Wednesday, January 23, 2013

The problem with post-mortems

If you've worked in a large-ish operation for any amount of time, you've almost certainly found yourself in a project post-mortem: a meeting in which the highs and lows of the project are dissected and examined, toward the goal of extracting lessons learned and doing things better the next time around.

If you've worked long enough to get a little cynical about the process, you've probably noticed that the lessons learned in post-mortem meetings almost never result in better process going forward. Generally speaking, no one in the meeting is responsible for taking the lessons and enacting them, and in most cases no one will have the authority to change organizational procedure even if they want to. As a result, the post-mortem meeting is almost always a well-intentioned failure. You may talk about good things, but you won't change much if at all.

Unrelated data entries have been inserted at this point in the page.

//! Derives sharding condition values from a bound statement.
//!
//! WHERE predicates are treated as one conjunction: conditions on the same
//! column are intersected. Each INSERT row becomes its own condition so rows
//! can route independently.

use tracing::trace;

use crate::error::{Error, Result};
use crate::sharding::rule::ShardingRule;
use crate::sharding::value::{ConditionKind, ShardingConditionValue, ShardingRange};
use crate::statement::{
    ColumnSegment, CompareOperator, PredicateOperator, StatementContext, StatementKind,
};
use crate::value::Value;

/// Condition values that hold together, e.g. one INSERT row.
#[derive(Debug, Clone, PartialEq, Default)]
pub struct ShardingCondition {
    pub values: Vec<ShardingConditionValue>,
    /// Index of the INSERT row this condition came from.
    pub row: Option<usize>,
}

impl ShardingCondition {
    fn add(&mut self, value: ShardingConditionValue) {
        match self
            .values
            .iter_mut()
            .find(|existing| existing.is_for(&value.table, &value.column))
        {
            Some(existing) => *existing = existing.merge(&value),
            None => self.values.push(value),
        }
    }

    pub fn is_always_false(&self) -> bool {
        self.values.iter().any(ShardingConditionValue::is_always_false)
    }

    pub fn values_for(&self, table: &str) -> Vec<ShardingConditionValue> {
        self.values
            .iter()
            .filter(|v| v.table.eq_ignore_ascii_case(table))
            .cloned()
            .collect()
    }
}

#[derive(Debug, Clone, PartialEq, Default)]
pub struct ShardingConditions {
    pub conditions: Vec<ShardingCondition>,
}

impl ShardingConditions {
    pub fn is_empty(&self) -> bool {
        self.conditions.is_empty()
    }

    /// True when the statement can match no row at all.
    pub fn is_always_false(&self) -> bool {
        !self.conditions.is_empty()
            && self.conditions.iter().all(ShardingCondition::is_always_false)
    }
}

/// Builds the sharding conditions of `statement` under `rule`.
pub fn extract(
    statement: &StatementContext,
    parameters: &[Value],
    rule: &ShardingRule,
) -> Result<ShardingConditions> {
    let conditions = match statement.kind {
        StatementKind::Insert => insert_conditions(statement, parameters, rule)?,
        _ => {
            let condition = where_condition(statement, parameters, rule)?;
            if statement.kind == StatementKind::Update {
                check_sharding_assignments(statement, parameters, rule, &condition)?;
            }
            if condition.values.is_empty() {
                Vec::new()
            } else {
                vec![condition]
            }
        }
    };
    trace!(count = conditions.len(), "sharding conditions extracted");
    Ok(ShardingConditions { conditions })
}

fn insert_conditions(
    statement: &StatementContext,
    parameters: &[Value],
    rule: &ShardingRule,
) -> Result<Vec<ShardingCondition>> {
    let (insert, table) = match (&statement.insert, statement.tables.first()) {
        (Some(insert), Some(table)) if rule.is_sharding_table(&table.name) => (insert, &table.name),
        _ => return Ok(Vec::new()),
    };
    let sharding_columns: Vec<(usize, &str)> = insert
        .columns
        .iter()
        .enumerate()
        .filter(|(_, c)| rule.is_sharding_column(&c.name, table))
        .map(|(i, c)| (i, c.name.as_str()))
        .collect();

    let mut conditions = Vec::with_capacity(insert.rows.len());
    for (row_index, row) in insert.rows.iter().enumerate() {
        let mut condition = ShardingCondition {
            values: Vec::new(),
            row: Some(row_index),
        };
        for (position, column) in &sharding_columns {
            let expr = row.values.get(*position).ok_or_else(|| {
                Error::Binding(format!(
                    "row {} has {} values but column {} is at position {}",
                    row_index,
                    row.values.len(),
                    column,
                    position
                ))
            })?;
            condition.add(ShardingConditionValue::list(
                table.clone(),
                *column,
                vec![expr.resolve(parameters)?],
            ));
        }
        conditions.push(condition);
    }
    Ok(conditions)
}

fn where_condition(
    statement: &StatementContext,
    parameters: &[Value],
    rule: &ShardingRule,
) -> Result<ShardingCondition> {
    let mut condition = ShardingCondition::default();
    for predicate in &statement.predicates {
        let tables = sharding_tables_for(statement, &predicate.column, rule);
        if tables.is_empty() {
            continue;
        }
        let kind = match &predicate.operator {
            PredicateOperator::Equal(value) => {
                ConditionKind::List(vec![value.resolve(parameters)?])
            }
            PredicateOperator::In(values) => ConditionKind::List(
                values
                    .iter()
                    .map(|v| v.resolve(parameters))
                    .collect::<Result<Vec<_>>>()?,
            ),
            PredicateOperator::Between(low, high) => ConditionKind::Range(ShardingRange::closed(
                low.resolve(parameters)?,
                high.resolve(parameters)?,
            )),
            PredicateOperator::Compare(operator, value) => {
                let value = value.resolve(parameters)?;
                ConditionKind::Range(match operator {
                    CompareOperator::GreaterThan => ShardingRange::greater_than(value),
                    CompareOperator::GreaterOrEqual => ShardingRange::at_least(value),
                    CompareOperator::LessThan => ShardingRange::less_than(value),
                    CompareOperator::LessOrEqual => ShardingRange::at_most(value),
                })
            }
        };
        for table in tables {
            condition.add(ShardingConditionValue {
                table,
                column: predicate.column.name.clone(),
                kind: kind.clone(),
            });
        }
    }
    Ok(condition)
}

/// Sharding tables a column may belong to. Unqualified columns in multi-table
/// statements apply to every referenced table sharded by that column.
pub fn sharding_tables_for(
    statement: &StatementContext,
    column: &ColumnSegment,
    rule: &ShardingRule,
) -> Vec<String> {
    match statement.column_table(column) {
        Some(table) if rule.is_sharding_column(&column.name, table) => vec![table.to_string()],
        Some(_) => Vec::new(),
        None if column.owner.is_some() => Vec::new(),
        None => statement
            .table_names()
            .iter()
            .filter(|t| rule.is_sharding_column(&column.name, t))
            .map(str::to_string)
            .collect(),
    }
}

/// Sharding columns may only be "updated" to the value already selected by WHERE.
fn check_sharding_assignments(
    statement: &StatementContext,
    parameters: &[Value],
    rule: &ShardingRule,
    condition: &ShardingCondition,
) -> Result<()> {
    for assignment in &statement.assignments {
        for table in sharding_tables_for(statement, &assignment.column, rule) {
            let new_value = assignment.value.resolve(parameters)?;
            let unchanged = condition
                .values
                .iter()
                .find(|v| v.is_for(&table, &assignment.column.name))
                .map_or(false, |v| is_single_value(&v.kind, &new_value));
            if !unchanged {
                return Err(Error::UnsupportedStatement {
                    reason: format!(
                        "cannot update sharding column {}.{} to {}",
                        table, assignment.column.name, new_value
                    ),
                });
            }
        }
    }
    Ok(())
}

fn is_single_value(kind: &ConditionKind, value: &Value) -> bool {
    matches!(kind, ConditionKind::List(values) if values.len() == 1 && values[0] == *value)
}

The problem, ultimately, is one of memory. If you've ever studied a foreign language, you know that there are two types of memory: short-term and long-term. You can study vocabulary or verb conjugation and have pretty good recall 10 or 20 minutes later. Remembering the same material the next day is quite a bit harder, though, and remembering it a week, month, or year later is harder still. Knowing something now doesn't mean you'll know it later, when you need it.

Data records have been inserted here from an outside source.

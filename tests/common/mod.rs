#![allow(dead_code)]

use sqlshard::{QueryContext, RuleConfiguration, RuleSet, StatementContext, Value};

/// `t_order` / `t_order_item` over `ds_0..1` x `_0..2`, databases by
/// `user_id % 2`, tables by `order_id % 3`.
pub const ORDER_RULES: &str = r#"{
  "data_sources": ["ds_0", "ds_1"],
  "sharding": {
    "tables": [
      { "logic_table": "t_order", "actual_data_nodes": "ds_${0..1}.t_order_${0..2}" },
      { "logic_table": "t_order_item", "actual_data_nodes": "ds_${0..1}.t_order_item_${0..2}" }
    ],
    "binding_tables": ["t_order, t_order_item"],
    "broadcast_tables": ["t_config"],
    "default_database_strategy": {
      "type": "standard", "sharding_column": "user_id", "algorithm_name": "database_mod"
    },
    "default_table_strategy": {
      "type": "standard", "sharding_column": "order_id", "algorithm_name": "table_mod"
    },
    "algorithms": {
      "database_mod": { "type": "MOD", "props": { "sharding-count": 2 } },
      "table_mod": { "type": "MOD", "props": { "sharding-count": 3 } }
    }
  },
  "single_tables": [{ "table": "t_user", "data_source": "ds_1" }]
}"#;

/// One logical `ds` with a shadow twin and a single table.
pub const SHADOW_RULES: &str = r#"{
  "data_sources": ["ds", "ds_shadow"],
  "single_tables": [{ "table": "t_user", "data_source": "ds" }],
  "shadow": {
    "data_sources": [{ "production_data_source": "ds", "shadow_data_source": "ds_shadow" }],
    "tables": [{ "table": "t_user", "column": "user_type", "values": [1] }]
  }
}"#;

/// Logical `ds` backed by a primary and two replicas; `t_user` encrypts `pwd`.
pub const READWRITE_ENCRYPT_RULES: &str = r#"{
  "data_sources": ["ds_primary", "ds_replica_0", "ds_replica_1"],
  "single_tables": [{ "table": "t_user", "data_source": "ds" }],
  "readwrite_splitting": {
    "groups": [{
      "name": "ds",
      "write_data_source": "ds_primary",
      "read_data_sources": ["ds_replica_0", "ds_replica_1"],
      "load_balancer": "FIRST"
    }]
  },
  "encrypt": {
    "tables": [{
      "table": "t_user",
      "columns": [{ "name": "pwd", "cipher_column": "pwd_cipher", "encryptor_name": "sha" }]
    }],
    "encryptors": { "sha": { "type": "SHA256" } }
  }
}"#;

pub fn rules(json: &str) -> RuleSet {
    let config = RuleConfiguration::from_json_str(json).expect("fixture configuration is valid");
    RuleSet::build(&config).expect("fixture rules build")
}

pub fn order_rules() -> RuleSet {
    rules(ORDER_RULES)
}

pub fn query(sql: &str, statement: StatementContext, parameters: &[Value]) -> QueryContext {
    QueryContext::new(sql, statement, parameters.to_vec())
}

/// `data_source:table,...` per unit, the way route units display.
pub fn unit_names(context: &sqlshard::RouteContext) -> Vec<String> {
    context.units().iter().map(|u| u.to_string()).collect()
}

Language students spend a lot of time struggling with this problem and slowly, methodically moving items from their short-term to their long-term memory. In grad school I had a flash card system that was my evolved solution to this problem: I would test, and re-test, and re-test myself again on vocabulary words at specific and carefully-chosen intervals until I could be confident that I had memorized them. It was sometimes time-consuming, but that was a lot better than not learning the material.

The post-mortem meeting is akin to taking the vocabulary card out of the box and looking at it once. That's a  start, but no one learns from that. Learning comes through repetition and review. Has any business collected and reviewed project insights in this way?